Physiotherapieausbildung – quo vadis?

Ein Gespräch mit Rocco Caputo, stellvertretender Schulleiter an der BFS f. Physiotherapie Günzburg und zuständiges Vorstandsmitglied im LV Bayern für den Bereich Professionalisierung/Ausbildungsfragen.

F: In den letzten Monaten haben sich im Bereich der Physiotherapie-Ausbildung speziell für die PT-Schulen einige gravierende Veränderungen ergeben. Zuerst hat das bayerische Kabinett die Schulgeldfreiheit beschlossen, dann hat Verdi on Top noch eine Ausbildungsvergütung durchgesetzt. Was bedeutet das für die Zukunft der Physiotherapie-Ausbildung?

A: Wir beobachten seit Jahren einige ungünstige Entwicklungen in unserem Berufsfeld. In den vergangen 10 Jahren ist die Zahl der Auszubildenden an Physiotherapieschulen stark zurück gegangen. In etwa in einer Größenordnung von 15%. Nicht nur die Bewerberzahlen sinken dabei, sondern die Schulen beklagen auch einen Rückgang der Qualität der Bewerbungen. Die Abschaffung des Schulgelds auf Druck von PHYSIO-DEUTSCHLAND war ein wichtiger Schritt, um die Ausbildung wieder attraktiver zu machen indem eine große Kostenhürde beseitigt wurde.
Darüber hinaus haben Ende Oktober 2018 die Tarifpartner ver.di und die Arbeitgebervertreter von Krankenhäusern eine Ausbildungsvergütung für fachschulische Ausbildungen im Gesundheitswesen vereinbart.
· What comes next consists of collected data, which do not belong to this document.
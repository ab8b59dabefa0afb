//! Mock tree construction for tests and benches.
//!
//! Trees are assembled by cloning two recursively-built subtrees across the
//! node width and shuffling their placement, so the duplicated values never
//! sit in an order that collapses a parent's interpolant. Production
//! constructions are expected to guarantee child-value distinctness by
//! design instead of by shuffling.

use std::collections::BTreeMap;

use ark_ec::pairing::Pairing;
use ark_ff::UniformRand;
use kzg_commit::KZGKey;
use rand::{seq::SliceRandom, Rng};

use crate::{
    node::{VerkleError, VerkleNode},
    proof::PathSelector,
};

/// Builds a tree of the given `depth` in which every internal node has
/// `width` children; `depth == 1` is a bare random leaf.
///
/// `width` must be at least 2 so [`sample_path`] can always select two
/// leaves.
pub fn build_tree<E: Pairing, R: Rng>(
    key: &KZGKey<E>,
    depth: usize,
    width: usize,
    rng: &mut R,
) -> Result<VerkleNode<E>, VerkleError> {
    if depth <= 1 {
        return Ok(VerkleNode::leaf(E::ScalarField::rand(rng)));
    }

    let first = build_tree(key, depth - 1, width, rng)?;
    let second = build_tree(key, depth - 1, width, rng)?;

    let mut children = Vec::with_capacity(width);
    children.resize(width / 2, first);
    children.resize(width, second);
    children.shuffle(rng);

    VerkleNode::from_children(key, children)
}

/// A path descriptor mirroring the original smoke test: two leaf claims at
/// the bottom level, a single-child descent everywhere above it.
pub fn sample_path<E: Pairing>(tree: &VerkleNode<E>) -> PathSelector<E::ScalarField> {
    match tree {
        VerkleNode::Leaf { .. } => PathSelector::Leaves(vec![(0, tree.node_value())]),
        VerkleNode::Internal { children, .. } => {
            if matches!(children[0], VerkleNode::Leaf { .. }) {
                PathSelector::Leaves(vec![
                    (0, children[0].node_value()),
                    (1, children[1].node_value()),
                ])
            } else {
                PathSelector::Branch(BTreeMap::from([(0, sample_path(&children[0]))]))
            }
        }
    }
}

#[cfg(test)]
mod tests {
    use super::*;
    use crate::verifier::VerkleVerifier;
    use ark_bn254::Bn254;
    use kzg_commit::TrustedSetup;

    #[test]
    fn mock_tree_proofs_validate() {
        let mut rng = rand::thread_rng();
        let key: KZGKey<Bn254> = TrustedSetup::generate(32, &mut rng);

        let tree = build_tree(&key, 3, 8, &mut rng).unwrap();
        assert_eq!(tree.leaf_count(), 64);

        let path = sample_path(&tree);
        let proof = tree.generate_proof(&key, &path).unwrap();

        let verifier = VerkleVerifier::new(*tree.commitment().unwrap(), &key);
        assert_eq!(verifier.validate(&path, &proof), Ok(()));
    }

    #[test]
    fn depth_two_trees_open_their_leaves() {
        let mut rng = rand::thread_rng();
        let key: KZGKey<Bn254> = TrustedSetup::generate(32, &mut rng);

        let tree = build_tree(&key, 2, 30, &mut rng).unwrap();
        let path = sample_path(&tree);
        assert!(matches!(path, PathSelector::Leaves(_)));

        let proof = tree.generate_proof(&key, &path).unwrap();
        let verifier = VerkleVerifier::new(*tree.commitment().unwrap(), &key);
        assert_eq!(verifier.validate(&path, &proof), Ok(()));
    }
}
//! Polynomial helpers layered on `ark-poly`'s dense univariate type:
//! Lagrange interpolation through arbitrary sample points, vanishing
//! polynomials, and division that must leave no remainder.

use ark_ff::{batch_inversion, Field, One, Zero};
use ark_poly::{
    univariate::{DenseOrSparsePolynomial, DensePolynomial},
    DenseUVPolynomial,
};
use itertools::Itertools;
use rayon::prelude::*;
use thiserror::Error;

#[derive(Error, Clone, Debug, PartialEq, Eq)]
pub enum PolynomialError {
    /// A division that was expected to be exact produced a remainder.
    #[error("polynomial division left a non-zero remainder")]
    NonExactDivision,
    /// Two interpolation samples share an x-coordinate.
    #[error("duplicate x-coordinate among interpolation samples")]
    DuplicateInterpolationNode,
}

/// Computes the unique polynomial of degree `< n` passing through all `n`
/// sample points as `Σ_j y_j·L_j(X)`.
///
/// Basis numerators are built by repeated multiplication with the linear
/// factors `(X - x_k)`; the denominators are inverted in one batch.
pub fn interpolate<F: Field>(points: &[(F, F)]) -> Result<DensePolynomial<F>, PolynomialError> {
    if points.iter().map(|(x, _)| *x).duplicates().next().is_some() {
        return Err(PolynomialError::DuplicateInterpolationNode);
    }

    let mut denominators: Vec<F> = points
        .iter()
        .enumerate()
        .map(|(j, (x_j, _))| {
            points
                .iter()
                .enumerate()
                .filter(|(k, _)| *k != j)
                .map(|(_, (x_k, _))| *x_j - *x_k)
                .product()
        })
        .collect();
    batch_inversion(&mut denominators);

    Ok(points
        .par_iter()
        .enumerate()
        .map(|(j, (_, y_j))| {
            let mut basis = DensePolynomial::from_coefficients_vec(vec![*y_j * denominators[j]]);
            for (k, (x_k, _)) in points.iter().enumerate() {
                if k != j {
                    basis = basis.naive_mul(&DensePolynomial::from_coefficients_vec(vec![
                        -*x_k,
                        F::one(),
                    ]));
                }
            }
            basis
        })
        .reduce(DensePolynomial::zero, |a, b| &a + &b))
}

/// `∏ (X - z_i)` over the given roots.
pub fn vanishing_polynomial<F: Field>(roots: impl IntoIterator<Item = F>) -> DensePolynomial<F> {
    roots.into_iter().fold(
        DensePolynomial::from_coefficients_vec(vec![F::one()]),
        |acc, root| acc.naive_mul(&DensePolynomial::from_coefficients_vec(vec![-root, F::one()])),
    )
}

/// Divides `numerator` by `divisor`, failing unless the division is exact.
pub fn divide_exact<F: Field>(
    numerator: &DensePolynomial<F>,
    divisor: &DensePolynomial<F>,
) -> Result<DensePolynomial<F>, PolynomialError> {
    let (quotient, remainder) = DenseOrSparsePolynomial::from(numerator)
        .divide_with_q_and_r(&DenseOrSparsePolynomial::from(divisor))
        .ok_or(PolynomialError::NonExactDivision)?;
    if !remainder.is_zero() {
        return Err(PolynomialError::NonExactDivision);
    }
    Ok(quotient)
}

#[cfg(test)]
mod tests {
    use super::*;
    use ark_bn254::Fr as F;
    use ark_ff::UniformRand;
    use ark_poly::Polynomial;

    fn gen_points(num: usize) -> Vec<(F, F)> {
        let mut rng = rand::thread_rng();
        (0..num)
            .map(|i| (F::from(i as u64), F::rand(&mut rng)))
            .collect()
    }

    #[test]
    fn interpolation_matches_samples() {
        let points = gen_points(12);
        let poly = interpolate(&points).unwrap();

        assert!(poly.degree() < points.len());
        for (x, y) in &points {
            assert_eq!(poly.evaluate(x), *y);
        }
    }

    #[test]
    fn interpolation_rejects_shared_x() {
        let mut points = gen_points(4);
        points.push((F::from(2u64), F::from(9u64)));

        assert_eq!(
            interpolate(&points),
            Err(PolynomialError::DuplicateInterpolationNode)
        );
    }

    #[test]
    fn exact_division_returns_quotient() {
        // (X^2 - 1) / (X - 1) = X + 1
        let numerator =
            DensePolynomial::from_coefficients_vec(vec![-F::one(), F::zero(), F::one()]);
        let divisor = DensePolynomial::from_coefficients_vec(vec![-F::one(), F::one()]);

        assert_eq!(
            divide_exact(&numerator, &divisor).unwrap(),
            DensePolynomial::from_coefficients_vec(vec![F::one(), F::one()])
        );
    }

    #[test]
    fn division_rejects_remainders() {
        // (X^2 + 1) / (X - 1) leaves remainder 2
        let numerator = DensePolynomial::from_coefficients_vec(vec![F::one(), F::zero(), F::one()]);
        let divisor = DensePolynomial::from_coefficients_vec(vec![-F::one(), F::one()]);

        assert_eq!(
            divide_exact(&numerator, &divisor),
            Err(PolynomialError::NonExactDivision)
        );
    }

    #[test]
    fn vanishing_polynomial_zeroes_its_roots() {
        let roots: Vec<F> = (0u64..5).map(F::from).collect();
        let z = vanishing_polynomial(roots.iter().copied());

        assert_eq!(z.degree(), roots.len());
        for root in &roots {
            assert!(z.evaluate(root).is_zero());
        }
        assert!(!z.evaluate(&F::from(7u64)).is_zero());
    }
}
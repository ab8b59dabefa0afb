//! Path selectors and the proof shapes that mirror them.

use std::collections::BTreeMap;

use ark_ec::pairing::Pairing;
use kzg_commit::{KZGCommitment, KZGProof};

/// Selects the part of a tree a proof must cover.
///
/// `Leaves` names `(index, claimed value)` pairs among a node's leaf
/// children; `Branch` maps child indexes to the selector for that subtree.
/// The `BTreeMap` keeps traversal, and with it the point order of every
/// batched opening, deterministic.
#[derive(Clone, Debug, PartialEq, Eq)]
pub enum PathSelector<F> {
    Leaves(Vec<(usize, F)>),
    Branch(BTreeMap<usize, PathSelector<F>>),
}

/// One node's opening: its commitment and the KZG proof for the selected
/// evaluations of its polynomial.
#[derive(Clone, Debug, PartialEq, Eq)]
pub struct Opening<E: Pairing> {
    pub commitment: KZGCommitment<E::G1>,
    pub proof: KZGProof<E::G1>,
}

/// A proof mirroring its [`PathSelector`]'s shape: a bare opening over leaf
/// children, or a branch carrying the current node's opening plus one
/// sub-proof per selected child index.
#[derive(Clone, Debug, PartialEq, Eq)]
pub enum ProofNode<E: Pairing> {
    Leaf(Opening<E>),
    Branch {
        opening: Opening<E>,
        children: BTreeMap<usize, ProofNode<E>>,
    },
}

impl<E: Pairing> ProofNode<E> {
    /// The commitment this proof claims for the node it covers.
    pub fn commitment(&self) -> &KZGCommitment<E::G1> {
        match self {
            Self::Leaf(opening) => &opening.commitment,
            Self::Branch { opening, .. } => &opening.commitment,
        }
    }
}
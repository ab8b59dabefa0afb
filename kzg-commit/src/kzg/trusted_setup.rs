//! One-time generation of the structured reference string.
//!
//! The sampled secret exists only inside [`TrustedSetup::generate`]; the
//! scalar and its power ladder are both overwritten before the key is
//! returned. Callers needing a stronger guarantee should run the setup in a
//! short-lived process and keep only the resulting key.

use ark_ec::{pairing::Pairing, Group};
use ark_ff::{UniformRand, Zero};
use rand::{CryptoRng, RngCore};

use crate::utils::{powers_of, scrub};

use super::KZGKey;

/// Produces [`KZGKey`]s and forgets the secret that generated them.
pub struct TrustedSetup;

impl TrustedSetup {
    /// Generates a reference string supporting polynomials up to `degree`,
    /// from a secret τ sampled uniformly over `[1, p-1]`.
    pub fn generate<E: Pairing, R: RngCore + CryptoRng>(degree: usize, rng: &mut R) -> KZGKey<E> {
        let mut tau = E::ScalarField::rand(rng);
        while tau.is_zero() {
            tau = E::ScalarField::rand(rng);
        }

        let key = Self::key_from_secret(tau, degree);
        scrub(&mut tau);
        key
    }

    /// Builds the key from an explicit secret. Outside of tests the secret
    /// must never outlive [`TrustedSetup::generate`].
    pub(crate) fn key_from_secret<E: Pairing>(tau: E::ScalarField, degree: usize) -> KZGKey<E> {
        let mut ladder = powers_of(tau, degree + 1);
        let g1_powers = ladder.iter().map(|t| E::G1::generator() * *t).collect();
        let g2_powers = ladder.iter().map(|t| E::G2::generator() * *t).collect();
        for step in ladder.iter_mut() {
            scrub(step);
        }

        KZGKey { g1_powers, g2_powers }
    }
}
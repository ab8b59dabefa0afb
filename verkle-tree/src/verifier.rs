//! Validation of proof trees against a root commitment.

use ark_ec::pairing::Pairing;
use kzg_commit::{KZGCommitment, KZGKey, KZG};
use thiserror::Error;

use crate::{
    proof::{PathSelector, ProofNode},
    NodeValue,
};

#[derive(Error, Clone, Debug, PartialEq, Eq)]
pub enum VerifyError {
    #[error("the proof's top-level commitment is not the expected root")]
    RootMismatch,
    #[error("a pairing check failed; the proof does not match the commitment")]
    ProofRejected,
    #[error("the proof's shape does not match the path selector")]
    MalformedProof,
}

/// Holds the expected root commitment and checks whole proof trees against
/// it.
///
/// Child y-values are always re-derived from the sub-proof commitments and
/// never read from prover-supplied claims; a forged commitment anywhere in
/// the proof therefore breaks the opening of the level above it, all the way
/// up to the root.
pub struct VerkleVerifier<'a, E: Pairing> {
    root: KZGCommitment<E::G1>,
    key: &'a KZGKey<E>,
}

impl<'a, E: Pairing> VerkleVerifier<'a, E> {
    pub fn new(root: KZGCommitment<E::G1>, key: &'a KZGKey<E>) -> Self {
        Self { root, key }
    }

    /// Checks that `proof` opens the expected root and that every level is
    /// consistent with the one above it.
    pub fn validate(
        &self,
        path: &PathSelector<E::ScalarField>,
        proof: &ProofNode<E>,
    ) -> Result<(), VerifyError> {
        if *proof.commitment() != self.root {
            return Err(VerifyError::RootMismatch);
        }
        self.check(path, proof)
    }

    fn check(
        &self,
        path: &PathSelector<E::ScalarField>,
        proof: &ProofNode<E>,
    ) -> Result<(), VerifyError> {
        match (path, proof) {
            (PathSelector::Leaves(claims), ProofNode::Leaf(opening)) => {
                let points: Vec<_> = claims
                    .iter()
                    .map(|(i, v)| (E::ScalarField::from(*i as u64), *v))
                    .collect();

                if !KZG::verify_batch(self.key, &opening.commitment, &points, &opening.proof) {
                    return Err(VerifyError::ProofRejected);
                }
                Ok(())
            }
            (PathSelector::Branch(selectors), ProofNode::Branch { opening, children }) => {
                let mut points = Vec::with_capacity(selectors.len());
                for &index in selectors.keys() {
                    let sub = children.get(&index).ok_or(VerifyError::MalformedProof)?;
                    points.push((
                        E::ScalarField::from(index as u64),
                        sub.commitment().to_node_value(),
                    ));
                }

                let accepted = match points.as_slice() {
                    [point] => {
                        KZG::verify_point(self.key, &opening.commitment, *point, &opening.proof)
                    }
                    batch => KZG::verify_batch(self.key, &opening.commitment, batch, &opening.proof),
                };
                if !accepted {
                    return Err(VerifyError::ProofRejected);
                }

                for (index, selector) in selectors {
                    self.check(selector, &children[index])?;
                }
                Ok(())
            }
            _ => Err(VerifyError::MalformedProof),
        }
    }
}
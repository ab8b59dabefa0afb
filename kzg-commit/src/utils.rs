use std::ops::Mul;

use ark_ec::{CurveGroup, VariableBaseMSM};
use ark_ff::{One, Zero};

/// Multi-scalar multiplication of `scalars` against the matching prefix of
/// `bases`. Callers must ensure `scalars.len() <= bases.len()`.
pub(crate) fn msm<G: CurveGroup>(bases: &[G], scalars: &[G::ScalarField]) -> G {
    let bases = G::normalize_batch(&bases[..scalars.len()]);
    G::msm_unchecked(&bases, scalars)
}

// [1, a, a^2, .., a^(n-1)]
pub(crate) fn powers_of<T: Mul<T, Output = T> + One + Copy>(a: T, n: usize) -> Vec<T> {
    let mut res = Vec::with_capacity(n);
    let mut cur = T::one();
    res.push(cur);

    (1..n).for_each(|_| {
        cur = cur * a;
        res.push(cur);
    });

    res
}

/// Overwrites a secret in place.
pub(crate) fn scrub<T: Zero>(value: &mut T) {
    *value = T::zero();
}
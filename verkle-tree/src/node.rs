//! Tree nodes and proof generation.

use std::collections::BTreeMap;

use ark_ec::pairing::Pairing;
use ark_poly::univariate::DensePolynomial;
use kzg_commit::{KZGCommitment, KZGError, KZGKey, KZG};
use thiserror::Error;

use crate::{
    proof::{Opening, PathSelector, ProofNode},
    NodeValue,
};

#[derive(Error, Clone, Debug, PartialEq, Eq)]
pub enum VerkleError {
    #[error(transparent)]
    Kzg(#[from] KZGError),
    /// Every child reported one identical value, which collapses the node
    /// polynomial to a constant that no longer binds child positions.
    #[error("all children of an internal node share a single value")]
    DuplicateChildValues,
    #[error("path selector shape does not match the tree shape")]
    PathShapeMismatch,
    #[error("path selects child {index} of a node with {len} children")]
    ChildIndexOutOfBounds { index: usize, len: usize },
}

/// A node of the tree. Leaves store a bare scalar; an internal node owns its
/// children together with the polynomial through `(i, child_i value)` and
/// that polynomial's commitment.
///
/// Trees are built bottom-up and never modified afterwards.
#[derive(Clone, Debug)]
pub enum VerkleNode<E: Pairing> {
    Leaf {
        value: E::ScalarField,
    },
    Internal {
        children: Vec<VerkleNode<E>>,
        poly: DensePolynomial<E::ScalarField>,
        commitment: KZGCommitment<E::G1>,
    },
}

impl<E: Pairing> VerkleNode<E> {
    pub fn leaf(value: E::ScalarField) -> Self {
        Self::Leaf { value }
    }

    /// Builds an internal node over `children` by committing to the
    /// polynomial interpolating `(i, child_i.node_value())`.
    ///
    /// Construction is rejected when every child reports the same value;
    /// see [`VerkleError::DuplicateChildValues`].
    pub fn from_children(
        key: &KZGKey<E>,
        children: Vec<VerkleNode<E>>,
    ) -> Result<Self, VerkleError> {
        let values: Vec<E::ScalarField> = children.iter().map(|c| c.node_value()).collect();
        if values.len() > 1 && values.iter().all(|v| *v == values[0]) {
            return Err(VerkleError::DuplicateChildValues);
        }

        let points: Vec<_> = values
            .iter()
            .enumerate()
            .map(|(i, v)| (E::ScalarField::from(i as u64), *v))
            .collect();
        let poly = kzg_commit::poly::interpolate(&points).map_err(KZGError::from)?;
        let commitment = KZG::commit(key, &poly)?;

        Ok(Self::Internal {
            children,
            poly,
            commitment,
        })
    }

    /// A leaf's stored scalar, or the reduction of an internal node's
    /// commitment.
    pub fn node_value(&self) -> E::ScalarField {
        match self {
            Self::Leaf { value } => *value,
            Self::Internal { commitment, .. } => commitment.to_node_value(),
        }
    }

    /// The commitment of an internal node. Leaves have none.
    pub fn commitment(&self) -> Option<&KZGCommitment<E::G1>> {
        match self {
            Self::Leaf { .. } => None,
            Self::Internal { commitment, .. } => Some(commitment),
        }
    }

    /// Number of leaves in the subtree.
    pub fn leaf_count(&self) -> usize {
        match self {
            Self::Leaf { .. } => 1,
            Self::Internal { children, .. } => children.iter().map(Self::leaf_count).sum(),
        }
    }

    /// Emits the proof for `path` by structural recursion. The current
    /// node's polynomial is opened at every selected child index; branch
    /// selectors additionally carry one sub-proof per selected child.
    ///
    /// A branch selecting exactly one child uses a single-point opening,
    /// larger selections one batched opening.
    pub fn generate_proof(
        &self,
        key: &KZGKey<E>,
        path: &PathSelector<E::ScalarField>,
    ) -> Result<ProofNode<E>, VerkleError> {
        let Self::Internal {
            children,
            poly,
            commitment,
        } = self
        else {
            return Err(VerkleError::PathShapeMismatch);
        };

        match path {
            PathSelector::Leaves(claims) => {
                if children.iter().any(|c| matches!(c, Self::Internal { .. })) {
                    return Err(VerkleError::PathShapeMismatch);
                }

                let points: Vec<_> = claims
                    .iter()
                    .map(|(i, v)| (E::ScalarField::from(*i as u64), *v))
                    .collect();
                let proof = KZG::open_batch(key, poly, &points)?;

                Ok(ProofNode::Leaf(Opening {
                    commitment: *commitment,
                    proof,
                }))
            }
            PathSelector::Branch(selectors) => {
                let mut points = Vec::with_capacity(selectors.len());
                for &index in selectors.keys() {
                    let child =
                        children
                            .get(index)
                            .ok_or(VerkleError::ChildIndexOutOfBounds {
                                index,
                                len: children.len(),
                            })?;
                    points.push((E::ScalarField::from(index as u64), child.node_value()));
                }
                let proof = match points.as_slice() {
                    [point] => KZG::open_point(key, poly, *point)?,
                    batch => KZG::open_batch(key, poly, batch)?,
                };
                let opening = Opening {
                    commitment: *commitment,
                    proof,
                };

                let mut sub_proofs = BTreeMap::new();
                for (&index, selector) in selectors {
                    sub_proofs.insert(index, children[index].generate_proof(key, selector)?);
                }

                Ok(ProofNode::Branch {
                    opening,
                    children: sub_proofs,
                })
            }
        }
    }
}
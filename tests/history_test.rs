//! 履歴の永続化テスト
//!
//! FileStore 上で HistoryStore を読み書きし、再起動後の状態を検証

use focuslens::file_store::FileStore;
use focuslens_common::{
    EvaluationResult, HistoryRecord, HistoryStore, ImageSnapshot, Rating, HISTORY_KEY, MAX_HISTORY,
};
use tempfile::tempdir;

fn record(n: usize) -> HistoryRecord {
    HistoryRecord {
        id: format!("record-{:02}", n),
        images: vec![ImageSnapshot {
            id: format!("img-{}", n),
            file_name: format!("photo_{}.jpg", n),
            data_url: "data:image/jpeg;base64,AAAA".to_string(),
        }],
        result: EvaluationResult::new(format!("**综合评分**: [A] #{}", n)),
        rating: Rating::A,
    }
}

#[test]
fn test_history_survives_restart() {
    let dir = tempdir().unwrap();

    {
        let mut history = HistoryStore::load(FileStore::open(dir.path()).unwrap());
        history.append(record(1));
        history.append(record(2));
    }

    let history = HistoryStore::load(FileStore::open(dir.path()).unwrap());
    let ids: Vec<&str> = history.records().iter().map(|r| r.id.as_str()).collect();
    assert_eq!(ids, vec!["record-02", "record-01"]);
    assert_eq!(history.get("record-01").unwrap().rating, Rating::A);
    assert_eq!(history.records()[0].images[0].file_name, "photo_2.jpg");
}

#[test]
fn test_history_capped_on_disk() {
    let dir = tempdir().unwrap();
    let mut history = HistoryStore::load(FileStore::open(dir.path()).unwrap());
    for n in 0..25 {
        history.append(record(n));
    }
    assert_eq!(history.len(), MAX_HISTORY);

    let reloaded = HistoryStore::load(FileStore::open(dir.path()).unwrap());
    assert_eq!(reloaded.len(), MAX_HISTORY);
    assert_eq!(reloaded.records()[0].id, "record-24");
    assert_eq!(reloaded.records()[MAX_HISTORY - 1].id, "record-05");
}

#[test]
fn test_corrupt_history_file_starts_empty() {
    let dir = tempdir().unwrap();
    let store = FileStore::open(dir.path()).unwrap();
    std::fs::write(store.path_for(HISTORY_KEY), "{ not json").unwrap();

    let mut history = HistoryStore::load(store);
    assert!(history.is_empty());

    // 破損ファイルは次の書き込みで置き換わる
    history.append(record(7));
    let reloaded = HistoryStore::load(FileStore::open(dir.path()).unwrap());
    assert_eq!(reloaded.len(), 1);
}

#[test]
fn test_remove_and_clear_persist() {
    let dir = tempdir().unwrap();
    let mut history = HistoryStore::load(FileStore::open(dir.path()).unwrap());
    for n in 0..3 {
        history.append(record(n));
    }

    assert!(history.remove("record-01"));
    assert!(!history.remove("missing"));
    let reloaded = HistoryStore::load(FileStore::open(dir.path()).unwrap());
    assert_eq!(reloaded.len(), 2);
    assert!(reloaded.get("record-01").is_none());

    history.clear();
    let reloaded = HistoryStore::load(FileStore::open(dir.path()).unwrap());
    assert!(reloaded.is_empty());
}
Auch Berufsfachschulen für Physiotherapie sind von dieser Vereinbarung betroffen, wenn diese an Kliniken der Tarifgemeinschaft deutscher Länder (TV-L) oder Kliniken im Tarifvertrag öffentlicher Dienst der kommunalen Arbeitgeber (TVöD-K) angesiedelt sind. Die Auszubildenden werden über den Tarifvertrag für Auszubildende der Länder (TVA-L) in die genannten Tarifgebiete einbezogen. Die Tarifeinigung wurde am 1.1.2019 wirksam, da die Widerspruchsfrist am 14.12.2018 ohne Einwände endete. In Bayern wird es deshalb künftig an acht oder neun Schulen eine Ausbildungsvergütung geben. Das bedeutet zunächst, dass die Ausbildungsattraktivität noch weiter gesteigert wird, weil nun auch finanzielle Anreize bestehen. Allerdings führt die derzeitige Regelung zu einer noch stärkeren Zergliederung der Ausbildung, was wir definitiv nicht wollen. Das muss unbedingt vereinheitlicht werden!
Wenn, dann müssen alle Auszubildenden in der Physiotherapie von der Schulgeldfreiheit und der Ausbildungsvergütung profitieren. Der Landesverband Bayern geht sogar noch einen Schritt weiter: Es reicht uns nicht, dass die Schülerinnen und Schüler an Fachschulen eine kostenfreie Ausbildung bekommen, wir fordern die Bundes- und Landesregierung auf, Regelungen zu schaffen, damit auch die Ausbildung an der Hochschule künftig grundsätzlich kostenfrei ist. Schließlich ist das langfristige Ziel die Überführung des Berufs in die Akademisierung.
Grundsätzlich sind Schulgeldfreiheit und Ausbildungsvergütung aber geeignet, erstmal wieder mehr Auszubildende an die Schulen zu bekommen.

F: Unabhängig von den äußeren Strukturen und den aktuellen finanziellen Anreizen: Die Ausbildungs- und Prüfungsverordnung, an der sich die PT-Schulen orientieren, stammt aus dem Jahr 1994 – wäre es nicht an der Zeit, auch mal inhaltlich einiges zu verändern und den aktuellen Gegebenheiten anzupassen?

A: Beim Berufsgesetz und der APrV ist es wirklich Zeit für eine größere Überarbeitung! Nicht nur inhaltlich, sondern auch strukturell. Immerhin geht es letztlich um eine zukunftsfähige, bedarfsgerechte und qualitätsorientierte physiotherapeutische Patientenversorgung. Es muss auch endlich unserer Forderung nach dem Direktzugang Rechnung getragen werden. Dazu ist es wichtig, dass therapeutische Kompetenzen bereits im Gesetz verankert werden. Die Ausbildung muss zu mehr Selbständigkeit und Eigenverantwortung befähigen und die wollen wir dann natürlich – bei guter interprofessioneller Kooperation - auch ausüben!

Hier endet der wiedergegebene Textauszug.